Esplosione a Quartu, devastato distributore di sigarette

Ordigno rudimentale nella notte contro un bar tabacchi in via Vittorio Emanuele: ferito un 35enne, indagini a 360 gradi

Notte di paura a Quartu Sant’Elena, dove un’esplosione ha devastato il distributore automatico di sigarette di un bar tabacchi situato tra via Vittorio Emanuele e via 4 Novembre. L’episodio si è verificato nelle ore notturne e ha provocato ingenti danni non solo all’attività commerciale, ma anche all’appartamento sovrastante.

Secondo le prime ricostruzioni, l’esplosione sarebbe stata causata da un ordigno rudimentale confezionato con una quantità significativa di polvere da sparo. La potenza della carica è stata tale da distruggere completamente il distributore automatico e mandare in frantumi i vetri delle finestre dell’abitazione al piano superiore, un effetto ritenuto sproporzionato rispetto al solo obiettivo di forzare il macchinario.

A rimanere ferito è stato un uomo di 35 anni, di origine cinese, residente nell’appartamento sopra il tabacchino. L’inquilino è stato colpito da una scheggia di vetro dopo che una delle finestre è esplosa per l’onda d’urto. Le sue condizioni non sarebbero gravi, ma l’episodio ha destato forte preoccupazione tra i residenti della zona.
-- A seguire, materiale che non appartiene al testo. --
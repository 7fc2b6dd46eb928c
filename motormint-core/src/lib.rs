//! MotorMint Core - Domain types for the simulated vehicle chain.
//!
//! This crate provides the data model shared by the ledger and the
//! invariant checker:
//!
//! - [`id`] - Simulated transaction hashes, addresses and entity ids
//! - [`vehicle`] - On-chain vehicle records and ownership history
//! - [`escrow`] - Escrow agreements and the escrow status machine
//! - [`transaction`] - Append-only ledger entries
//! - [`drivechain`] - Per-vehicle health/authenticity identities
//! - [`verification`] - Vehicle verifications with typed evidence
//! - [`network`] - Network catalogue, gas estimate and token prices
//!
//! Nothing here talks to a real chain. Hashes are random hex.
//!
//! # Example
//!
//! ```rust
//! use motormint_core::{Address, EscrowStatus, TxHash, shorten_address};
//!
//! let hash = TxHash::random();
//! assert!(hash.is_well_formed());
//!
//! let owner = Address::new("0x742d35Cc6634C0532925a3b844Bc9e7595f5c2A1");
//! assert_eq!(shorten_address(owner.as_str()), "0x742d...c2A1");
//!
//! assert!(EscrowStatus::Active.can_transition_to(EscrowStatus::Completed));
//! assert!(!EscrowStatus::Completed.can_transition_to(EscrowStatus::Cancelled));
//! ```

#![deny(unsafe_code)]

pub mod drivechain;
pub mod error;
pub mod escrow;
pub mod id;
pub mod network;
pub mod transaction;
pub mod vehicle;
pub mod verification;

#[cfg(test)]
mod proptest;

// Re-exports for convenience
pub use drivechain::{
    drive_chain_id, DriveChainIdentity, MaintenanceEntry, MAX_FRAUD_SCORE, MAX_HEALTH_SCORE,
};
pub use error::{Error, ErrorCode, Result};
pub use escrow::{
    Currency, DisputeResolution, Escrow, EscrowCondition, EscrowStatus, EscrowTerms, NewEscrow,
    MAX_ESCROW_DAYS, MIN_ESCROW_DAYS,
};
pub use id::{
    entity_id, shorten_address, Address, EscrowId, GeneratedId, IdentityId, OwnershipId,
    RecordId, TransactionId, TxHash, VehicleId, VerificationId,
};
pub use network::{
    explorer_address_link, explorer_tx_link, network, simulated_token_prices,
    supported_networks, GasEstimate, GasTier, NetworkInfo, TokenPrice, MAINNET_CHAIN_ID,
    POLYGON_CHAIN_ID, SEPOLIA_CHAIN_ID,
};
pub use transaction::{BlockchainTransaction, TransactionStatus, TransactionType};
pub use vehicle::{
    OwnershipRecord, OwnershipStatus, RegisterVehicle, Registration, TransferType,
    VehicleChainData, VehicleRecord, VIN_LEN,
};
pub use verification::{VehicleVerification, VerificationEvidence, VERIFICATION_VALIDITY_DAYS};
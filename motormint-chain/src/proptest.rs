//! Property-based tests for the simulator and the ledger service.

use proptest::prelude::*;

use motormint_core::{Address, RegisterVehicle, TransferType, VehicleId};

use crate::config::LedgerConfig;
use crate::ledger::VehicleLedger;
use crate::simulator::ChainSimulator;

fn arb_transfer() -> impl Strategy<Value = (u8, TransferType)> {
    (
        any::<u8>(),
        prop_oneof![Just(TransferType::Sale), Just(TransferType::Gift)],
    )
}

fn owner(byte: u8) -> Address {
    Address::new(format!("0x{}", hex::encode([byte; 20])))
}

proptest! {
    #![proptest_config(ProptestConfig::with_cases(200))]

    /// Registration blocks stay inside any configured range.
    #[test]
    fn prop_block_in_configured_range(
        seed in any::<u64>(),
        base in 0u64..1_000_000_000,
        span in 1u64..10_000_000,
    ) {
        let config = LedgerConfig::mainnet().with_block_range(base, span).with_seed(seed);
        prop_assert!(config.validate().is_ok());
        let sim = ChainSimulator::new(&config);
        let block = sim.block_number();
        prop_assert!(block >= base && block < base + span);
        prop_assert!(sim.transfer_block(block) >= block);
    }
}

proptest! {
    #![proptest_config(ProptestConfig::with_cases(50))]

    /// Any run of direct transfers yields a linked history ending at the
    /// current owner.
    #[test]
    fn prop_transfers_link_history(
        seed in any::<u64>(),
        transfers in prop::collection::vec(arb_transfer(), 0..12),
    ) {
        let ledger = VehicleLedger::new(LedgerConfig::mainnet().with_seed(seed)).unwrap();
        let id = VehicleId::new("V1");
        let request = RegisterVehicle::new("V1", owner(0), "1HGCM82633A004352", "ipfs://x");
        ledger.register_vehicle(request).unwrap();

        for (byte, kind) in &transfers {
            ledger.transfer_ownership(&id, owner(*byte), *kind).unwrap();
        }

        let history = ledger.ownership_history(&id).unwrap();
        prop_assert_eq!(history.len(), transfers.len() + 1);
        for pair in history.windows(2) {
            prop_assert_eq!(pair[1].previous_owner.as_ref(), Some(&pair[0].owner_address));
        }
        let record = ledger.vehicle_record(&id).unwrap();
        prop_assert_eq!(&history[history.len() - 1].owner_address, &record.current_owner);

        // One REGISTRATION plus one TRANSFER per hop.
        prop_assert_eq!(ledger.snapshot().unwrap().transactions.len(), transfers.len() + 1);
    }
}
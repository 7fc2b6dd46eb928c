//! Escrow agreements and their status machine.
//!
//! ```text
//!             ┌──────────► COMPLETED
//!             │                ▲
//!   ACTIVE ───┼──────────► DISPUTED
//!             │                ▼
//!             └──────────► CANCELLED
//! ```
//!
//! Escrows are created directly in `ACTIVE`; `PENDING` exists on the wire
//! but no operation produces it.

use chrono::{DateTime, Duration, Utc};
use serde::{Deserialize, Serialize};

use crate::error::{Error, ErrorCode, Result};
use crate::id::{Address, EscrowId, TxHash, VehicleId};

/// Shortest escrow term accepted by [`EscrowTerms`].
pub const MIN_ESCROW_DAYS: u32 = 1;

/// Longest escrow term accepted by [`EscrowTerms`].
pub const MAX_ESCROW_DAYS: u32 = 90;

/// Settlement currency.
#[derive(Debug, Clone, Copy, PartialEq, Eq, Hash, Serialize, Deserialize)]
#[serde(rename_all = "UPPERCASE")]
pub enum Currency {
    Eth,
    Usdc,
    Moto,
}

impl Currency {
    /// Ticker symbol.
    pub fn symbol(self) -> &'static str {
        match self {
            Currency::Eth => "ETH",
            Currency::Usdc => "USDC",
            Currency::Moto => "MOTO",
        }
    }
}

/// Escrow status.
#[derive(Debug, Clone, Copy, PartialEq, Eq, Hash, Serialize, Deserialize)]
#[serde(rename_all = "UPPERCASE")]
pub enum EscrowStatus {
    Pending,
    Active,
    Completed,
    Cancelled,
    Disputed,
}

impl EscrowStatus {
    /// Wire name.
    pub fn as_str(self) -> &'static str {
        match self {
            EscrowStatus::Pending => "PENDING",
            EscrowStatus::Active => "ACTIVE",
            EscrowStatus::Completed => "COMPLETED",
            EscrowStatus::Cancelled => "CANCELLED",
            EscrowStatus::Disputed => "DISPUTED",
        }
    }

    /// No automated transition leaves this status.
    pub fn is_terminal(self) -> bool {
        matches!(
            self,
            EscrowStatus::Completed | EscrowStatus::Cancelled | EscrowStatus::Disputed
        )
    }

    /// Funds have either been paid out or refunded.
    pub fn is_settled(self) -> bool {
        matches!(self, EscrowStatus::Completed | EscrowStatus::Cancelled)
    }

    /// Whether the strict status machine allows `self -> next`.
    pub fn can_transition_to(self, next: EscrowStatus) -> bool {
        use EscrowStatus::*;
        matches!(
            (self, next),
            (Active, Completed)
                | (Active, Cancelled)
                | (Active, Disputed)
                | (Disputed, Completed)
                | (Disputed, Cancelled)
        )
    }
}

impl std::fmt::Display for EscrowStatus {
    fn fmt(&self, f: &mut std::fmt::Formatter<'_>) -> std::fmt::Result {
        f.write_str(self.as_str())
    }
}

/// Release condition attached to an escrow. Carried, never evaluated.
#[derive(Debug, Clone, PartialEq, Eq, Serialize, Deserialize)]
#[serde(rename_all = "camelCase")]
pub struct EscrowCondition {
    pub id: String,
    pub escrow_id: EscrowId,
    pub description: String,
    pub is_met: bool,
    pub verified_at: Option<DateTime<Utc>>,
    pub verified_by: Option<Address>,
}

/// Sale agreement holding buyer funds against a vehicle.
#[derive(Debug, Clone, PartialEq, Eq, Serialize, Deserialize)]
#[serde(rename_all = "camelCase")]
pub struct Escrow {
    pub id: EscrowId,
    pub vehicle_id: VehicleId,
    pub seller_address: Address,
    pub buyer_address: Address,
    pub escrow_contract_address: Address,
    /// Decimal amount as supplied by the caller.
    pub amount: String,
    pub currency: Currency,
    pub status: EscrowStatus,
    pub creation_tx_hash: TxHash,
    pub release_tx_hash: Option<TxHash>,
    pub cancel_tx_hash: Option<TxHash>,
    pub created_at: DateTime<Utc>,
    pub updated_at: DateTime<Utc>,
    /// Stored only. Nothing acts on expiry.
    pub expires_at: DateTime<Utc>,
    pub conditions: Vec<EscrowCondition>,
}

impl Escrow {
    /// Check if the escrow is active.
    pub fn is_active(&self) -> bool {
        self.status == EscrowStatus::Active
    }

    /// Check if `expires_at` has passed at `now`.
    pub fn is_expired(&self, now: DateTime<Utc>) -> bool {
        self.expires_at <= now
    }

    /// Check if the address is the seller or the buyer (exact match).
    pub fn involves(&self, address: &Address) -> bool {
        self.seller_address == *address || self.buyer_address == *address
    }
}

/// Escrow creation input with an explicit expiry.
#[derive(Debug, Clone, PartialEq, Eq, Serialize, Deserialize)]
#[serde(rename_all = "camelCase")]
pub struct NewEscrow {
    pub vehicle_id: VehicleId,
    pub seller_address: Address,
    pub buyer_address: Address,
    pub amount: String,
    pub currency: Currency,
    pub expires_at: DateTime<Utc>,
}

/// Escrow creation input expressed as a term in days.
#[derive(Debug, Clone, PartialEq, Eq, Serialize, Deserialize)]
#[serde(rename_all = "camelCase")]
pub struct EscrowTerms {
    pub vehicle_id: VehicleId,
    pub seller_address: Address,
    pub buyer_address: Address,
    pub amount: String,
    pub currency: Currency,
    pub duration_days: u32,
}

impl EscrowTerms {
    /// Check amount and duration.
    pub fn validate(&self) -> Result<()> {
        if self.vehicle_id.as_str().is_empty() {
            return Err(Error::invalid_input("vehicle id is required"));
        }
        if self.amount.trim().is_empty() {
            return Err(Error::invalid(
                ErrorCode::InvalidEscrowTerms,
                "amount is required",
            ));
        }
        if !(MIN_ESCROW_DAYS..=MAX_ESCROW_DAYS).contains(&self.duration_days) {
            return Err(Error::invalid(
                ErrorCode::InvalidEscrowTerms,
                format!(
                    "duration must be between {MIN_ESCROW_DAYS} and {MAX_ESCROW_DAYS} days, got {}",
                    self.duration_days
                ),
            ));
        }
        Ok(())
    }

    /// Resolve the term against `now`.
    pub fn into_new_escrow(self, now: DateTime<Utc>) -> NewEscrow {
        NewEscrow {
            vehicle_id: self.vehicle_id,
            seller_address: self.seller_address,
            buyer_address: self.buyer_address,
            amount: self.amount,
            currency: self.currency,
            expires_at: now + Duration::days(i64::from(self.duration_days)),
        }
    }
}

/// Outcome of a disputed escrow.
#[derive(Debug, Clone, Copy, PartialEq, Eq, Serialize, Deserialize)]
#[serde(rename_all = "SCREAMING_SNAKE_CASE")]
pub enum DisputeResolution {
    /// Complete the sale: vehicle to buyer, funds to seller.
    ReleaseToBuyer,
    /// Cancel the sale: funds back to buyer.
    RefundBuyer,
}

impl DisputeResolution {
    /// Status the escrow ends in.
    pub fn target_status(self) -> EscrowStatus {
        match self {
            DisputeResolution::ReleaseToBuyer => EscrowStatus::Completed,
            DisputeResolution::RefundBuyer => EscrowStatus::Cancelled,
        }
    }
}

#[cfg(test)]
mod tests {
    use super::*;

    fn terms(days: u32) -> EscrowTerms {
        EscrowTerms {
            vehicle_id: VehicleId::new("V1"),
            seller_address: Address::new("0xaaaa"),
            buyer_address: Address::new("0xbbbb"),
            amount: "1.5".into(),
            currency: Currency::Eth,
            duration_days: days,
        }
    }

    #[test]
    fn test_strict_transitions() {
        use EscrowStatus::*;
        assert!(Active.can_transition_to(Completed));
        assert!(Active.can_transition_to(Cancelled));
        assert!(Active.can_transition_to(Disputed));
        assert!(Disputed.can_transition_to(Completed));
        assert!(Disputed.can_transition_to(Cancelled));

        assert!(!Completed.can_transition_to(Cancelled));
        assert!(!Completed.can_transition_to(Completed));
        assert!(!Cancelled.can_transition_to(Active));
        assert!(!Active.can_transition_to(Active));
        assert!(!Active.can_transition_to(Pending));
        assert!(!Pending.can_transition_to(Active));
        assert!(!Disputed.can_transition_to(Active));
    }

    #[test]
    fn test_terminal_and_settled() {
        assert!(EscrowStatus::Disputed.is_terminal());
        assert!(!EscrowStatus::Disputed.is_settled());
        assert!(EscrowStatus::Completed.is_settled());
        assert!(!EscrowStatus::Active.is_terminal());
    }

    #[test]
    fn test_terms_validation() {
        assert!(terms(7).validate().is_ok());
        assert!(terms(MIN_ESCROW_DAYS).validate().is_ok());
        assert!(terms(MAX_ESCROW_DAYS).validate().is_ok());
        assert_eq!(
            terms(0).validate().unwrap_err().code(),
            ErrorCode::InvalidEscrowTerms
        );
        assert!(terms(91).validate().is_err());

        let mut t = terms(7);
        t.amount = "  ".into();
        assert_eq!(t.validate().unwrap_err().code(), ErrorCode::InvalidEscrowTerms);
    }

    #[test]
    fn test_terms_expiry() {
        let now = Utc::now();
        let new = terms(7).into_new_escrow(now);
        assert_eq!(new.expires_at - now, Duration::days(7));
        assert_eq!(new.amount, "1.5");
    }

    #[test]
    fn test_wire_names() {
        assert_eq!(serde_json::to_string(&Currency::Usdc).unwrap(), "\"USDC\"");
        assert_eq!(
            serde_json::to_string(&EscrowStatus::Cancelled).unwrap(),
            "\"CANCELLED\""
        );
        let status: EscrowStatus = serde_json::from_str("\"DISPUTED\"").unwrap();
        assert_eq!(status, EscrowStatus::Disputed);
    }

    #[test]
    fn test_dispute_resolution_targets() {
        assert_eq!(
            DisputeResolution::ReleaseToBuyer.target_status(),
            EscrowStatus::Completed
        );
        assert_eq!(
            DisputeResolution::RefundBuyer.target_status(),
            EscrowStatus::Cancelled
        );
    }
}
Le indagini sono state immediatamente avviate dagli agenti del Commissariato di Quartu, che stanno lavorando per ricostruire la dinamica dell’accaduto e individuare i responsabili. Gli investigatori stanno analizzando le immagini delle telecamere di videosorveglianza presenti nell’area e stanno raccogliendo testimonianze tra i residenti, nella speranza di ottenere elementi utili alle indagini.

Particolare attenzione è rivolta alla natura dell’ordigno e alle modalità di confezionamento. La presenza di una carica ritenuta eccessiva rispetto a un semplice furto alimenta l’ipotesi che possa trattarsi di un atto intimidatorio. Tuttavia, al momento nessuna pista viene esclusa.

Gli accertamenti procedono nella massima riservatezza. Dagli uffici del Commissariato non trapelano dettagli sulle possibili motivazioni o su eventuali sospetti. Le indagini vengono condotte a 360 gradi, valutando tutte le ipotesi investigative, dal gesto dimostrativo a un’azione finalizzata al danneggiamento o al furto.

L’area è stata messa in sicurezza nelle ore successive all’esplosione, mentre si procede alla quantificazione dei danni. L’episodio riaccende l’attenzione sul fenomeno degli assalti ai distributori automatici, ma la dinamica e la violenza dell’esplosione potrebbero indicare uno scenario diverso, che sarà chiarito solo con l’avanzare delle indagini.